On view at The Met Cloisters in Gallery 16

Lusterware is the term used to describe a glazed earthenware ceramic decorated with an iridescent finish. The technique for creating this finish was developed in the ninth century under the rule of the Abbasid Caliphate in present-day Iraq. The medium involves a technique that is difficult to master, but if completed successfully, the surfaces of the ceramic objects display an iridescent sheen which is achieved through multiple firings and the application of a metal-based pigment (including silver, copper, tin, or a combination of these). Lusterware manufacture is still difficult to understand from a technical perspective because for generations, production was kept secret to protect workshop practices from being replicated by competitors. Therefore, pigment formulas and trade techniques were passed down from master to pupil and rarely recorded.

Knowledge of the technique for creating lusterware made its way to the Iberian Peninsula by the twelfth century, when most of the region was still under Islamic rule. By the 1400s, the Iberian center of lusterware production was in Manises, near the city of Valencia. Previously a Muslim taifa, or principality, the Kingdom of Valencia was conquered in the thirteenth century by James I for the Crown of Aragon, and it was here that Christians and Muslim potters worked, sometimes together, for a diverse clientele with a voracious appetite for high quality lustered wares.
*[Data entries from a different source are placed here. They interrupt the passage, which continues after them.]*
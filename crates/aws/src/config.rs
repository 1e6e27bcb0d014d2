use serde::{Deserialize, Serialize};

/// Connection settings shared by every AWS client upd builds.
///
/// When both `access_key` and `access_secret` are set they are used as static
/// credentials; otherwise the SDK's environment credential chain applies.
#[derive(Clone, Serialize, Deserialize)]
pub struct AwsBaseConfig {
    /// AWS region (e.g. `"eu-west-1"`).
    pub region: String,

    /// Static access key ID.
    #[serde(default)]
    pub access_key: Option<String>,

    /// Static secret access key.
    #[serde(default)]
    pub access_secret: Option<String>,

    /// Optional endpoint URL override for S3-compatible stores (e.g. `MinIO`).
    #[serde(default)]
    pub endpoint_url: Option<String>,

    /// Address buckets by path instead of virtual host. Most self-hosted
    /// S3-compatible stores require this.
    #[serde(default)]
    pub force_path_style: bool,
}

impl std::fmt::Debug for AwsBaseConfig {
    fn fmt(&self, f: &mut std::fmt::Formatter<'_>) -> std::fmt::Result {
        f.debug_struct("AwsBaseConfig")
            .field("region", &self.region)
            .field("access_key", &self.access_key)
            .field(
                "access_secret",
                &self.access_secret.as_ref().map(|_| "[REDACTED]"),
            )
            .field("endpoint_url", &self.endpoint_url)
            .field("force_path_style", &self.force_path_style)
            .finish()
    }
}

impl AwsBaseConfig {
    /// Create a new `AwsBaseConfig` with the given region.
    pub fn new(region: impl Into<String>) -> Self {
        Self {
            region: region.into(),
            access_key: None,
            access_secret: None,
            endpoint_url: None,
            force_path_style: false,
        }
    }

    /// Use static credentials instead of the environment chain.
    #[must_use]
    pub fn with_static_credentials(
        mut self,
        access_key: impl Into<String>,
        access_secret: impl Into<String>,
    ) -> Self {
        self.access_key = Some(access_key.into());
        self.access_secret = Some(access_secret.into());
        self
    }

    /// Set an endpoint URL override.
    #[must_use]
    pub fn with_endpoint_url(mut self, endpoint_url: impl Into<String>) -> Self {
        self.endpoint_url = Some(endpoint_url.into());
        self
    }

    /// Enable path-style bucket addressing.
    #[must_use]
    pub fn with_force_path_style(mut self, force: bool) -> Self {
        self.force_path_style = force;
        self
    }

    /// The static credential pair, if both halves are configured and non-empty.
    pub fn static_credentials(&self) -> Option<(&str, &str)> {
        match (self.access_key.as_deref(), self.access_secret.as_deref()) {
            (Some(key), Some(secret)) if !key.is_empty() && !secret.is_empty() => {
                Some((key, secret))
            }
            _ => None,
        }
    }
}

impl Default for AwsBaseConfig {
    fn default() -> Self {
        Self::new("us-east-1")
    }
}

#[cfg(test)]
mod tests {
    use super::*;

    #[test]
    fn new_config_sets_region() {
        let config = AwsBaseConfig::new("eu-west-1");
        assert_eq!(config.region, "eu-west-1");
        assert!(config.static_credentials().is_none());
        assert!(config.endpoint_url.is_none());
        assert!(!config.force_path_style);
    }

    #[test]
    fn static_credentials_need_both_halves() {
        let config = AwsBaseConfig::new("us-east-1").with_static_credentials("AKIA", "s3cr3t");
        assert_eq!(config.static_credentials(), Some(("AKIA", "s3cr3t")));

        let mut partial = config.clone();
        partial.access_secret = Some(String::new());
        assert!(partial.static_credentials().is_none());

        partial.access_secret = None;
        assert!(partial.static_credentials().is_none());
    }

    #[test]
    fn debug_redacts_secret() {
        let config = AwsBaseConfig::new("us-east-1").with_static_credentials("AKIA", "hunter2");
        let debug = format!("{config:?}");
        assert!(debug.contains("[REDACTED]"));
        assert!(debug.contains("AKIA"));
        assert!(!debug.contains("hunter2"));
    }

    #[test]
    fn deserializes_with_defaults() {
        let config: AwsBaseConfig = serde_json::from_str(r#"{"region": "ap-south-1"}"#).unwrap();
        assert_eq!(config.region, "ap-south-1");
        assert!(config.access_key.is_none());
        assert!(!config.force_path_style);
    }
}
The center of this dish is emblazoned with the sacred monogram IHS, an abbreviated form of the Greek spelling of Jesus’ name that served as a Christian symbol. These golden letters are surrounded by delicate bryony leaves and acacia flowers. The combination of the sacred monogram and blue and white concentric bryony and acacia ornamentation was popular in both Italy and Spain during the late fifteenth and early sixteenth centuries. Some scholars have speculated that the meaning behind this decorative pattern and its proliferation in the Iberian Peninsula in the mid-fifteenth century may be attributed, at least in part, to the preaching of the Franciscan Friar Mateo de Agrigento. Active in Valencia in the 1420s and widely considered a miracle worker by his contemporaries, Fray Mateo encouraged devotion to the sacred name of Christ and stamped IHS on various fabrics, which he would distribute among the faithful.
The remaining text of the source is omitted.